§ **TASK**: Check the data underneath for lines holding the word "LogBroadcaster", and state only how many you find.
----------
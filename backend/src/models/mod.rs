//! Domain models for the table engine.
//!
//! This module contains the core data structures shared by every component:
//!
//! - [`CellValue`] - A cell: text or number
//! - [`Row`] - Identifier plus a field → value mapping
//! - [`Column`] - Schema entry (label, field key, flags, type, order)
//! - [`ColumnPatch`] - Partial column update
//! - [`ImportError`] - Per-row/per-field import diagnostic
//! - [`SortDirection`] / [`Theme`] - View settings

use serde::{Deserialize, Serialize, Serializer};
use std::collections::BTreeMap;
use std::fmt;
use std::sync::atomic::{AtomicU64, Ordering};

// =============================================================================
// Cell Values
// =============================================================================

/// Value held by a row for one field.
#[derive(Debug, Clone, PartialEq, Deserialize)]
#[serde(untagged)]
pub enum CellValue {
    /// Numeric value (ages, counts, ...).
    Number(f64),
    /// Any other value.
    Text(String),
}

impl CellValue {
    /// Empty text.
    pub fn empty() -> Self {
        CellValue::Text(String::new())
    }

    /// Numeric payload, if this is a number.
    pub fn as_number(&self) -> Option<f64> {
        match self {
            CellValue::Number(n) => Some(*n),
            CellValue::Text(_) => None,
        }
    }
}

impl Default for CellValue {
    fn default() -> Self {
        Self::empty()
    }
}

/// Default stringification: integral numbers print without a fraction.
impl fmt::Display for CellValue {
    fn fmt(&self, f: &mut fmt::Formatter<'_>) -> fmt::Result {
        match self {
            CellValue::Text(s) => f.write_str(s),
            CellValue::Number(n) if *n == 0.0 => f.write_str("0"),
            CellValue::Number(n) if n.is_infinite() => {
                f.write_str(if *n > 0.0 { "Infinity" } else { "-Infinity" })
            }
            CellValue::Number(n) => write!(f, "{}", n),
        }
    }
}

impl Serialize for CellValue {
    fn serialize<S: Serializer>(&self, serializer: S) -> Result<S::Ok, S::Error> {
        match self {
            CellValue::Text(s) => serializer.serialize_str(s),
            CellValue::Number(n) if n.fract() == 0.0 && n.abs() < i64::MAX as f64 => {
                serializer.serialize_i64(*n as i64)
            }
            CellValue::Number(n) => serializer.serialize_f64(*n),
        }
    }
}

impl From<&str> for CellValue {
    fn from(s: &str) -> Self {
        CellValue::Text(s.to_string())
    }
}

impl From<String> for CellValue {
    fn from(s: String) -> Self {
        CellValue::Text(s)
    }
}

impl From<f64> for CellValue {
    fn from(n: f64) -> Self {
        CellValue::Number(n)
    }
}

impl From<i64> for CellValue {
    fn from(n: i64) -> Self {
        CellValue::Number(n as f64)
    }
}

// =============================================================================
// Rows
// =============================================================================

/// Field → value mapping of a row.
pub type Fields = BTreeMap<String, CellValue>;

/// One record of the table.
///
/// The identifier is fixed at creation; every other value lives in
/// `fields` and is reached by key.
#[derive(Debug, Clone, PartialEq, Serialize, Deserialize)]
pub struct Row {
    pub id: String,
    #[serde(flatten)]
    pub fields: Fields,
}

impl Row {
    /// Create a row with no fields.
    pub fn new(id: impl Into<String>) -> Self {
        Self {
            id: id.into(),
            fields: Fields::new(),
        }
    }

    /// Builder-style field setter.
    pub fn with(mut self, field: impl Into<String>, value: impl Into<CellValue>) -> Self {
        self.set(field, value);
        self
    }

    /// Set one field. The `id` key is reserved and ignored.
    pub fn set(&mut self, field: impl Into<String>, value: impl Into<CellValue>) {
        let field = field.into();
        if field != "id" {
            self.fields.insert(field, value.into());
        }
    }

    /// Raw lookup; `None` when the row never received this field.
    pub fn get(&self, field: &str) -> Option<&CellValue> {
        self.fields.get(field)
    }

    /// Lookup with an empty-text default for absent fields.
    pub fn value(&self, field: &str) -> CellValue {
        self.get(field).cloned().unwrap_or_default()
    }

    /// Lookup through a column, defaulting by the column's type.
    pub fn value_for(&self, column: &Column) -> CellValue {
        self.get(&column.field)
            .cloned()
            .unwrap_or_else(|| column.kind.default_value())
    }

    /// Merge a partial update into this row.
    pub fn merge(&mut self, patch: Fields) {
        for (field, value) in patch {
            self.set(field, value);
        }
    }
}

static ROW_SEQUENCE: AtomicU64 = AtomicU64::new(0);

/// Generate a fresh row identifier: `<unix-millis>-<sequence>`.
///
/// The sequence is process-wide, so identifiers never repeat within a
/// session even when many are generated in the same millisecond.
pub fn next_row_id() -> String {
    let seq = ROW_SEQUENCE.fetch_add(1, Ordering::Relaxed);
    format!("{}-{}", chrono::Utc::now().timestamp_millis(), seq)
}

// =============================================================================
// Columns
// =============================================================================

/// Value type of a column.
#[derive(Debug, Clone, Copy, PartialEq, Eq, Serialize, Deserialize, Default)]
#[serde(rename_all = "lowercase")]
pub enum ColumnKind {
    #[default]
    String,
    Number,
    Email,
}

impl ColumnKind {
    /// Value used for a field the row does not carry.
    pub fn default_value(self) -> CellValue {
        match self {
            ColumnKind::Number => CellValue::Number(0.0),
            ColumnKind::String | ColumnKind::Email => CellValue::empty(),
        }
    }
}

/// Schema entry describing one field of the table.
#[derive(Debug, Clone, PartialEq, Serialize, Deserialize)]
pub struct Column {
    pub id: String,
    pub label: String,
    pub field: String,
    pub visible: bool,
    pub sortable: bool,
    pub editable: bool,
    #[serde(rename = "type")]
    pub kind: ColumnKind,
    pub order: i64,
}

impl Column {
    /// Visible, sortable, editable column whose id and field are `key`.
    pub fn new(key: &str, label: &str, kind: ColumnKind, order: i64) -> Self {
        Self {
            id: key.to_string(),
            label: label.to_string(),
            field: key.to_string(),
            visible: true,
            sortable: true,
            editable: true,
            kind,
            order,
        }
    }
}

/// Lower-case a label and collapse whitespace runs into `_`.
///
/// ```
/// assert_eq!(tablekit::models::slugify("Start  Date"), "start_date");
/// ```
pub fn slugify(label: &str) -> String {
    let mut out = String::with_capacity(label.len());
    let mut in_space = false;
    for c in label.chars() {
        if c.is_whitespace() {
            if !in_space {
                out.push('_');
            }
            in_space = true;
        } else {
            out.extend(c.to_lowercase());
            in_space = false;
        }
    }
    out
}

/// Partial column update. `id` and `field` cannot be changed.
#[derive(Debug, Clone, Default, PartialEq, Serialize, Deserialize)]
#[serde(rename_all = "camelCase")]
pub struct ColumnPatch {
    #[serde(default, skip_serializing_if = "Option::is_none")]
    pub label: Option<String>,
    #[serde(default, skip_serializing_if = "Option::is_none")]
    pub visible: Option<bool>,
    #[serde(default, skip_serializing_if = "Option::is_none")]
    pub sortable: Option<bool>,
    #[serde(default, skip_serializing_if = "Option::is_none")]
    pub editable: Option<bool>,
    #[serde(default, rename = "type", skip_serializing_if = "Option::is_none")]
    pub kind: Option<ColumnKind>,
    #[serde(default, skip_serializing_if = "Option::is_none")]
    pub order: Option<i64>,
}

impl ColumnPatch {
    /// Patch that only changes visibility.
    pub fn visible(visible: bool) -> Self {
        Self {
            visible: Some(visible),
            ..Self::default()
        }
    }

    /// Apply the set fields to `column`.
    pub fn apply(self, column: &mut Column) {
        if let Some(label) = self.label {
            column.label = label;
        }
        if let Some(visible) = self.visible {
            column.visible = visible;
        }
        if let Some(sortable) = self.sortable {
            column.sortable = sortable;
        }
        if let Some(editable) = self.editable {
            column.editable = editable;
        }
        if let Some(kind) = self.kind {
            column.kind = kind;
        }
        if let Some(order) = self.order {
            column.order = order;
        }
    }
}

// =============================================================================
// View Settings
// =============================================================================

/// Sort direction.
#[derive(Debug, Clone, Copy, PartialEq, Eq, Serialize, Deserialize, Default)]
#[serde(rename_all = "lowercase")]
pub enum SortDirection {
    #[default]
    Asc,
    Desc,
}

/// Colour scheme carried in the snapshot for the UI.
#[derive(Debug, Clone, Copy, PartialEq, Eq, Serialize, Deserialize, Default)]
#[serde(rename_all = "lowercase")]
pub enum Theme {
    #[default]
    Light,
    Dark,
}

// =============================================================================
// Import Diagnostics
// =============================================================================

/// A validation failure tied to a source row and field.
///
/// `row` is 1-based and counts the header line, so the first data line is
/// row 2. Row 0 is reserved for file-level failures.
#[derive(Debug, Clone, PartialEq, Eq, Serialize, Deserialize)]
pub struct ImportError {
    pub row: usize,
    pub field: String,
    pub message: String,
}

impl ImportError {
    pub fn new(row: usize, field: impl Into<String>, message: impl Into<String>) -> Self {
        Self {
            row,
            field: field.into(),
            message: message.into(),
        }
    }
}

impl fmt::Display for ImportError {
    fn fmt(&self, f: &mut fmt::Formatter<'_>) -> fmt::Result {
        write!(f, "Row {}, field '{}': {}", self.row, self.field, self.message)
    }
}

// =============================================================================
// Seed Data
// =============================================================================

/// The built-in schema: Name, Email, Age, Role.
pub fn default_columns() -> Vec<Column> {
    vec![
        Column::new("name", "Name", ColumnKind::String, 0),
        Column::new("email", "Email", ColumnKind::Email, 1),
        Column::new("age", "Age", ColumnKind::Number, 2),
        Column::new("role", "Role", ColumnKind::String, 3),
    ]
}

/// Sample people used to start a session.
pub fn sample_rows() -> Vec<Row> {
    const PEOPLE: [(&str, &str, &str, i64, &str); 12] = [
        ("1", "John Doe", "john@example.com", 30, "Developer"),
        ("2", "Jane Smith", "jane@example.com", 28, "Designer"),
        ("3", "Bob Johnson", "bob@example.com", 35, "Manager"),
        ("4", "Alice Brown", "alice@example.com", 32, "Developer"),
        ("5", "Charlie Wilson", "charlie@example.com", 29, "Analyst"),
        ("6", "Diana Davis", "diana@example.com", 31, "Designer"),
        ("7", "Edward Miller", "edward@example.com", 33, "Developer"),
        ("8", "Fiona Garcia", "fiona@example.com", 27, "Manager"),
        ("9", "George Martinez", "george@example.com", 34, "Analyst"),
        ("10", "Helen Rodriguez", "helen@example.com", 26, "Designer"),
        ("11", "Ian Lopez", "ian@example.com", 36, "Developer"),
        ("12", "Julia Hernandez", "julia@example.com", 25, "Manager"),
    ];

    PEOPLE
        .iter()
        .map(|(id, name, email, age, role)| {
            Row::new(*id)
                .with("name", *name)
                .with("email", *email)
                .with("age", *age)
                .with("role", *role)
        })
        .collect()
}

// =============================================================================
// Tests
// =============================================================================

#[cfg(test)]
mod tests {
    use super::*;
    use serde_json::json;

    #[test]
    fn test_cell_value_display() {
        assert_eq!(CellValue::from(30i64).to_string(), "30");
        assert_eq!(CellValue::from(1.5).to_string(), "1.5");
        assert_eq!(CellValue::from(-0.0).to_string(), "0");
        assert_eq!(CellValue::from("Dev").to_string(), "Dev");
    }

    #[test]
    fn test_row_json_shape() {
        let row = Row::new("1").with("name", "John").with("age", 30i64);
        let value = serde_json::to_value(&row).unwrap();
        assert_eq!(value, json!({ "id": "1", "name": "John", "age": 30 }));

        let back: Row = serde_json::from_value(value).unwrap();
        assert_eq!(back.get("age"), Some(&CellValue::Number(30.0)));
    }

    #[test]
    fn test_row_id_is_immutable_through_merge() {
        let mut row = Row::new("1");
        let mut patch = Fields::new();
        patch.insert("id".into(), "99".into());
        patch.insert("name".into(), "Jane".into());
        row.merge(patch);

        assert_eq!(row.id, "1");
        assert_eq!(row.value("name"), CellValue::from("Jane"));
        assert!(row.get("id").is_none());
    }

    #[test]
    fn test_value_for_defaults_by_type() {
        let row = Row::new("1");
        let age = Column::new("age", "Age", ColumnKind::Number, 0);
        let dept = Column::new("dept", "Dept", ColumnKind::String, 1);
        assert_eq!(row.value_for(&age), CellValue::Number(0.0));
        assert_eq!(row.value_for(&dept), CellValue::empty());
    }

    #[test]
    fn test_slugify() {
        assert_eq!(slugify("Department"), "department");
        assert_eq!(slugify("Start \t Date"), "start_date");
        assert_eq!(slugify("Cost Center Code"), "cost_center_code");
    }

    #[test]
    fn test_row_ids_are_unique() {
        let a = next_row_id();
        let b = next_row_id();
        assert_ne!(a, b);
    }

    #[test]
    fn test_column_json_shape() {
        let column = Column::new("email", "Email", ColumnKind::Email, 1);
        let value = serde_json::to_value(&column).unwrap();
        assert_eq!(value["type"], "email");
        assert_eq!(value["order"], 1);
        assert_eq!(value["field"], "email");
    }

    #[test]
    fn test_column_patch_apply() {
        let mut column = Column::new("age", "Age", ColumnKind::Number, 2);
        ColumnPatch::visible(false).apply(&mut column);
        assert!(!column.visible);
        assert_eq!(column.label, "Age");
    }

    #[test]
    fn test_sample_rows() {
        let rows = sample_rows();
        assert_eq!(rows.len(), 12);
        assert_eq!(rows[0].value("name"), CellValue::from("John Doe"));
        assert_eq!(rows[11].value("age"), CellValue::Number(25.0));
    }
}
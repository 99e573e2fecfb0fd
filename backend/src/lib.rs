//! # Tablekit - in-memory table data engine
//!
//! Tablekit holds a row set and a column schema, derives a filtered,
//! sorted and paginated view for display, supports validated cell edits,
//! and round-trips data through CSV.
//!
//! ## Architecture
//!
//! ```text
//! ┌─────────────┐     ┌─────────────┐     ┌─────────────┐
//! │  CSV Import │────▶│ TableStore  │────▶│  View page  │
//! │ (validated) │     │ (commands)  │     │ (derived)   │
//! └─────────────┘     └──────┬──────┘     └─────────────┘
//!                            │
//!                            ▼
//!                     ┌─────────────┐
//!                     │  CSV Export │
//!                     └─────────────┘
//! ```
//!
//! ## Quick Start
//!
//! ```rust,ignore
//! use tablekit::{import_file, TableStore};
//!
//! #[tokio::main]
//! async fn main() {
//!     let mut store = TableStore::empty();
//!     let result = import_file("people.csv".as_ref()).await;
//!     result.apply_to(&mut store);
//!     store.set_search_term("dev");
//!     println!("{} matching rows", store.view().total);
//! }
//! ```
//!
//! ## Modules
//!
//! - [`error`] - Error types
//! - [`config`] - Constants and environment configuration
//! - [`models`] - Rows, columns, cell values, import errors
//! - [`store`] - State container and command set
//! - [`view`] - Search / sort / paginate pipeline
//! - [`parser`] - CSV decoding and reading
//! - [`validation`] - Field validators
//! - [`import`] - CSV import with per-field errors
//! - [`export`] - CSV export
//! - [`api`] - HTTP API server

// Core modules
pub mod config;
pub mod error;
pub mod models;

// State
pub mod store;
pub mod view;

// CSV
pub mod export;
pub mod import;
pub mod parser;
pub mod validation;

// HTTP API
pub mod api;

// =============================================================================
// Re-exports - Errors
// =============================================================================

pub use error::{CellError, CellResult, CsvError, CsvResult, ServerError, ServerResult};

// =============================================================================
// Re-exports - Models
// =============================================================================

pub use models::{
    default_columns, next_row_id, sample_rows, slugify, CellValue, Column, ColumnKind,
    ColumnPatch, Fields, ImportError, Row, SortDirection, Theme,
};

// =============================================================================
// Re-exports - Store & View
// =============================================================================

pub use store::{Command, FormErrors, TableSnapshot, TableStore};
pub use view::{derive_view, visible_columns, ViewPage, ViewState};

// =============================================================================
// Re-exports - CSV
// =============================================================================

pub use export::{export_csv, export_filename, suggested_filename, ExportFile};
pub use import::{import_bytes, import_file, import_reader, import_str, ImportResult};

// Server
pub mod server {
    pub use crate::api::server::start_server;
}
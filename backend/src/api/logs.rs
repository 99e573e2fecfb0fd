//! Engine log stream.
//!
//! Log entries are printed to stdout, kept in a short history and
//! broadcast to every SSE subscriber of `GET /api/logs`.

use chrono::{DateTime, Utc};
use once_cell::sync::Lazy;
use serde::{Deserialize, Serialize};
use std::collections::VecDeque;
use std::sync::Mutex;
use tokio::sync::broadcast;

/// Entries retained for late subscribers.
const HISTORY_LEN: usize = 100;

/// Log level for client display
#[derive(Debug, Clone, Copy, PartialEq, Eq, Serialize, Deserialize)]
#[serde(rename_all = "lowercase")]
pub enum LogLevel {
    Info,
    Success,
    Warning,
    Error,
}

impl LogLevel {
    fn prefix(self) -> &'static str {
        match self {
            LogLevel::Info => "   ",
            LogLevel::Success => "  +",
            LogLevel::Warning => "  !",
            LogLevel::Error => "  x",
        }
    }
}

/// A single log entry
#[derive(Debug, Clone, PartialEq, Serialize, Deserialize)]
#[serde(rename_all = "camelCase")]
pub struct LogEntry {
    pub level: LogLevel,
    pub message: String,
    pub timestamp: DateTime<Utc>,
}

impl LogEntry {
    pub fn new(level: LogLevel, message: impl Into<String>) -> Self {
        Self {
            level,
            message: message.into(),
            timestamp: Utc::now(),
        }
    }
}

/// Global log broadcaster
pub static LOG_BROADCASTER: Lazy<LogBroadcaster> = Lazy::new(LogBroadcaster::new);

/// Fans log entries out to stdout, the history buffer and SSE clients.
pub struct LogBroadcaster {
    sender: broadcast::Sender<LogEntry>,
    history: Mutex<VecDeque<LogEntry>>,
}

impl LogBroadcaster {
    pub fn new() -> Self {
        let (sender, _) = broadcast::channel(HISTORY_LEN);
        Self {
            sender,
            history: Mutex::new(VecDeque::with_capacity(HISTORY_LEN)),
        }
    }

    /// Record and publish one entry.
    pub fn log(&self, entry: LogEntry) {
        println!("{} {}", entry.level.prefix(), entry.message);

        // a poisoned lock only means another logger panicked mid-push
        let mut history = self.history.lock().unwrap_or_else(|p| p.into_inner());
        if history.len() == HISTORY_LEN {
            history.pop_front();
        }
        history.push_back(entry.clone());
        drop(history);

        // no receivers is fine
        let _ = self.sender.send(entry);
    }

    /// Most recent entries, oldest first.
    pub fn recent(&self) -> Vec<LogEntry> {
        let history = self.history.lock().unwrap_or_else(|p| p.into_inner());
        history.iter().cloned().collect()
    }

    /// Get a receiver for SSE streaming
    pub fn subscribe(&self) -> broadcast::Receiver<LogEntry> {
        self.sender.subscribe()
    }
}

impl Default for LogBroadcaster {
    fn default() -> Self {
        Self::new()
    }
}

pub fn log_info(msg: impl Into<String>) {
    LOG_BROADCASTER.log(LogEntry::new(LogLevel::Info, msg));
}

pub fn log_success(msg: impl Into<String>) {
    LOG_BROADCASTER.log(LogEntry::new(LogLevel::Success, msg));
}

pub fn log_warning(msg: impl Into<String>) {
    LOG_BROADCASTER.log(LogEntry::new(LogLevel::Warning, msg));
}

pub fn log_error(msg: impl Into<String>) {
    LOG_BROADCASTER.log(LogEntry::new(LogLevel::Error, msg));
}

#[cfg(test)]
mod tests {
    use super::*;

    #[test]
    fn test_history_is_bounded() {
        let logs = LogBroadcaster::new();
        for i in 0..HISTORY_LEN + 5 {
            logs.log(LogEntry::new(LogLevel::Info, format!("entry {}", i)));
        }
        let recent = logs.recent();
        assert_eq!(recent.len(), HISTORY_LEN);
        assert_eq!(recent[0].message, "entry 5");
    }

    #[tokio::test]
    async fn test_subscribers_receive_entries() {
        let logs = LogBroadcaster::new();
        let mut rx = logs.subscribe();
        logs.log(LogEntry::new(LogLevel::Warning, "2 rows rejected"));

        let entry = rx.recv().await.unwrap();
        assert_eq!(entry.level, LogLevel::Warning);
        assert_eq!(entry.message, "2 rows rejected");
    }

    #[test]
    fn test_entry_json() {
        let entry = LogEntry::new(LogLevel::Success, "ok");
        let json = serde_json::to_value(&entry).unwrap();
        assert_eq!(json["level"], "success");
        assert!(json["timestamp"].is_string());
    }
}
----------
§ **TASK RESPONSE**: 6